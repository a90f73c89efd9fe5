mod inventory;
mod order_detail;

pub use inventory::{
    InventoryListFilter, InventoryLogModel, InventoryMovementDraft, InventoryRecordModel,
    InventoryTargetIdentity,
};
pub use order_detail::{OrderDetailModel, OrderDetailReadModel};

use crate::constant::limit;

/// 1-based page window requested by a web client, out-of-range values
/// fall back to sane defaults instead of erroring
#[derive(Debug, Clone, PartialEq, Eq)]
pub struct PageWindow {
    pub index: u32,
    pub size: u32,
}

impl PageWindow {
    pub fn new(index: Option<u32>, size: Option<u32>) -> Self {
        let index = index.unwrap_or(1).max(1);
        let size = size
            .unwrap_or(limit::DEFAULT_PAGE_SIZE)
            .clamp(1, limit::MAX_PAGE_SIZE);
        Self { index, size }
    }
    pub fn limit(&self) -> u64 {
        self.size as u64
    }
    pub fn offset(&self) -> u64 {
        (self.index as u64 - 1) * (self.size as u64)
    }
}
○ ○ ○ ○
Activity – Copy all of the entries above exactly as shown.

Response box –
repository a90f73c89efd9fe5
mod inventory;
mod order_detail;

pub use inventory::{
    InventoryListFilter, InventoryLogModel, InventoryMovementDraft, InventoryRecordModel,
    InventoryTargetIdentity,
};
pub use order_detail::{OrderDetailModel, OrderDetailReadModel};

use crate::constant::limit;

/// 1-based page window requested by a web client, out-of-range values
/// fall back to sane defaults instead of erroring
#[derive(Debug, Clone, PartialEq, Eq)]
pub struct PageWindow {
    pub index: u32,
    pub size: u32,
}

impl PageWindow {
    pub fn new(index: Option<u32>, size: Option<u32>) -> Self {
        let index = index.unwrap_or(1).max(1);
        let size = size
            .unwrap_or(limit::DEFAULT_PAGE_SIZE)
            .clamp(1, limit::MAX_PAGE_SIZE);
        Self { index, size }
    }
    pub fn limit(&self) -> u64 {
        self.size as u64
    }
    pub fn offset(&self) -> u64 {
        (self.index as u64 - 1) * (self.size as u64)
    }
}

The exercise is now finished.